Collected data entries:
┄┄┄┄┄┄┄┄┄┄┄┄┄┄┄┄┄┄┄┄

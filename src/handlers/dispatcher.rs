//! Zoom-change dispatcher.
//!
//! Maps capability classes to handlers and applies them to a widget whose
//! zoom changed. Every handler whose class the widget's runtime class
//! satisfies runs, most specific first.
//!
//! # Architecture
//!
//! ```text
//! dispatch(widget, zoom)
//!   ├─ excluded class?        → no-op
//!   ├─ widget already at zoom → no-op
//!   ├─ plan_for(class)        → handler indices (cached per class)
//!   ├─ run each handler       → failures recorded, never abort the rest
//!   └─ widget.set_zoom(zoom)
//! ```
//!
//! Handlers are kept in one list sorted so that a handler for a subclass
//! always precedes a handler for any of its super classes. Classes that are
//! unrelated keep a stable order by name.

use std::cell::RefCell;
use std::collections::{BTreeSet, HashMap, HashSet};
use std::fmt;
use std::rc::Rc;

use tracing::{debug, debug_span, trace, warn};

use super::hierarchy::{ClassHierarchy, ClassId};
use crate::error::{ZoomError, ZoomResult};
use crate::events::ZoomChangeEvent;
use crate::resources::{FontRegistry, ImageRegistry, Resources};
use crate::widget::Widget;
use crate::zoom::ZoomLevel;

/// A zoom-change handler for one capability class.
pub type ZoomHandler = Box<dyn Fn(&mut dyn Widget, &mut ZoomScope<'_>) -> ZoomResult<()>>;

/// What one dispatch did, including recursive propagation.
#[derive(Debug, Default)]
pub struct DispatchReport {
    /// Handler invocations, successful or not.
    pub handlers_run: usize,
    /// Widgets moved to the new zoom.
    pub widgets_updated: usize,
    /// Isolated handler failures, in the order they happened.
    pub failures: Vec<ZoomError>,
}

impl DispatchReport {
    pub fn is_clean(&self) -> bool {
        self.failures.is_empty()
    }

    /// Fold another report into this one.
    pub fn merge(&mut self, other: DispatchReport) {
        self.handlers_run += other.handlers_run;
        self.widgets_updated += other.widgets_updated;
        self.failures.extend(other.failures);
    }
}

/// Everything a handler may touch while reacting to one zoom change.
pub struct ZoomScope<'a> {
    event: ZoomChangeEvent,
    dispatcher: &'a ZoomChangeDispatcher,
    resources: &'a mut Resources,
    report: &'a mut DispatchReport,
}

impl ZoomScope<'_> {
    /// The transition of the widget being handled.
    pub fn event(&self) -> ZoomChangeEvent {
        self.event
    }

    pub fn fonts(&mut self) -> &mut FontRegistry {
        &mut self.resources.fonts
    }

    pub fn images(&mut self) -> &mut ImageRegistry {
        &mut self.resources.images
    }

    pub fn resources(&mut self) -> &mut Resources {
        &mut *self.resources
    }

    /// Dispatch the same target zoom to an owned sub-widget. Its failures
    /// land in the same report.
    pub fn propagate(&mut self, child: &mut dyn Widget) {
        self.dispatcher
            .dispatch_into(child, self.event.new_zoom(), self.resources, self.report);
    }
}

/// Class-aware zoom-change dispatcher.
pub struct ZoomChangeDispatcher {
    hierarchy: ClassHierarchy,
    handlers: Vec<(ClassId, ZoomHandler)>,
    excluded: HashSet<ClassId>,
    plans: RefCell<HashMap<ClassId, Rc<[usize]>>>,
}

impl ZoomChangeDispatcher {
    pub fn new() -> Self {
        Self::with_hierarchy(ClassHierarchy::new())
    }

    pub fn with_hierarchy(hierarchy: ClassHierarchy) -> Self {
        Self {
            hierarchy,
            handlers: Vec::new(),
            excluded: HashSet::new(),
            plans: RefCell::new(HashMap::new()),
        }
    }

    pub fn hierarchy(&self) -> &ClassHierarchy {
        &self.hierarchy
    }

    /// Define a capability class, see [`ClassHierarchy::define`].
    pub fn define_class(&mut self, name: &str, supers: &[ClassId]) -> ZoomResult<ClassId> {
        let id = self.hierarchy.define(name, supers)?;
        self.plans.get_mut().clear();
        Ok(id)
    }

    /// Register `handler` for `class`, replacing any handler already
    /// registered for exactly that class.
    pub fn register<F>(&mut self, class: ClassId, handler: F)
    where
        F: Fn(&mut dyn Widget, &mut ZoomScope<'_>) -> ZoomResult<()> + 'static,
    {
        let handler: ZoomHandler = Box::new(handler);
        match self.handlers.iter_mut().find(|(c, _)| *c == class) {
            Some(slot) => slot.1 = handler,
            None => self.handlers.push((class, handler)),
        }
        self.sort_handlers();
        self.plans.get_mut().clear();
        debug!(class = self.hierarchy.name(class), "registered zoom handler");
    }

    /// Suppress dispatch for widgets whose runtime class is exactly `class`.
    /// Subclasses are not affected.
    pub fn exclude(&mut self, class: ClassId) {
        self.excluded.insert(class);
    }

    pub fn is_excluded(&self, class: ClassId) -> bool {
        self.excluded.contains(&class)
    }

    /// Registered classes in dispatch order.
    pub fn handler_order(&self) -> Vec<ClassId> {
        self.handlers.iter().map(|(c, _)| *c).collect()
    }

    /// Bring `widget` to `new_zoom`.
    ///
    /// A no-op for excluded classes and for widgets already at `new_zoom`.
    /// Otherwise every matching handler runs, then the widget's zoom is
    /// updated even if some handlers failed.
    pub fn dispatch(
        &self,
        widget: &mut dyn Widget,
        new_zoom: ZoomLevel,
        resources: &mut Resources,
    ) -> DispatchReport {
        let mut report = DispatchReport::default();
        self.dispatch_into(widget, new_zoom, resources, &mut report);
        report
    }

    fn dispatch_into(
        &self,
        widget: &mut dyn Widget,
        new_zoom: ZoomLevel,
        resources: &mut Resources,
        report: &mut DispatchReport,
    ) {
        let class = widget.class();
        if self.is_excluded(class) {
            trace!(class = self.hierarchy.name(class), "class excluded from zoom dispatch");
            return;
        }
        let event = ZoomChangeEvent::new(widget.zoom(), new_zoom);
        if !event.is_change() {
            return;
        }

        let span = debug_span!("zoom_dispatch", class = self.hierarchy.name(class), %event);
        let _enter = span.enter();

        for &index in self.plan_for(class).iter() {
            let (handler_class, handler) = &self.handlers[index];
            report.handlers_run += 1;
            let mut scope = ZoomScope {
                event,
                dispatcher: self,
                resources: &mut *resources,
                report: &mut *report,
            };
            if let Err(err) = handler(&mut *widget, &mut scope) {
                let name = self.hierarchy.name(*handler_class);
                warn!(handler = name, error = %err, "zoom handler failed");
                report.failures.push(ZoomError::Handler {
                    class: name.to_string(),
                    message: err.to_string(),
                });
            }
        }

        widget.set_zoom(new_zoom);
        report.widgets_updated += 1;
    }

    /// Indices of the handlers matching `class`, in dispatch order.
    fn plan_for(&self, class: ClassId) -> Rc<[usize]> {
        if let Some(plan) = self.plans.borrow().get(&class) {
            return Rc::clone(plan);
        }
        let plan: Rc<[usize]> = self
            .handlers
            .iter()
            .enumerate()
            .filter(|(_, (c, _))| self.hierarchy.is_subclass_of(class, *c))
            .map(|(i, _)| i)
            .collect();
        self.plans.borrow_mut().insert(class, Rc::clone(&plan));
        plan
    }

    /// Topological sort: subclasses before super classes, ties by name.
    fn sort_handlers(&mut self) {
        let classes: Vec<ClassId> = self.handlers.iter().map(|(c, _)| *c).collect();
        let n = classes.len();

        // blockers[i] = number of registered strict subclasses of classes[i]
        let mut blockers = vec![0usize; n];
        for (i, &a) in classes.iter().enumerate() {
            for (j, &b) in classes.iter().enumerate() {
                if i != j && self.hierarchy.is_subclass_of(b, a) {
                    blockers[i] += 1;
                }
            }
        }

        let key = |i: usize| (self.hierarchy.name(classes[i]).to_string(), i);
        let mut ready: BTreeSet<(String, usize)> =
            (0..n).filter(|&i| blockers[i] == 0).map(key).collect();
        let mut order = Vec::with_capacity(n);
        while let Some(next) = ready.pop_first() {
            let i = next.1;
            order.push(i);
            for j in 0..n {
                if j != i && self.hierarchy.is_subclass_of(classes[i], classes[j]) {
                    blockers[j] -= 1;
                    if blockers[j] == 0 {
                        ready.insert(key(j));
                    }
                }
            }
        }

        let mut slots: Vec<Option<(ClassId, ZoomHandler)>> =
            self.handlers.drain(..).map(Some).collect();
        self.handlers = order.into_iter().filter_map(|i| slots[i].take()).collect();
    }
}

impl Default for ZoomChangeDispatcher {
    fn default() -> Self {
        Self::new()
    }
}

impl fmt::Debug for ZoomChangeDispatcher {
    fn fmt(&self, f: &mut fmt::Formatter<'_>) -> fmt::Result {
        let order: Vec<&str> = self
            .handlers
            .iter()
            .map(|(c, _)| self.hierarchy.name(*c))
            .collect();
        f.debug_struct("ZoomChangeDispatcher")
            .field("handlers", &order)
            .field("excluded", &self.excluded.len())
            .finish()
    }
}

┄┄┄┄┄┄┄┄┄┄┄┄┄┄┄┄┄┄┄┄

> _Assigned task_: I need every line of the data that has the word "push"; please list them.

> _Result of the task_:
            None => self.handlers.push((class, handler)),
                report.failures.push(ZoomError::Handler {
            order.push(i);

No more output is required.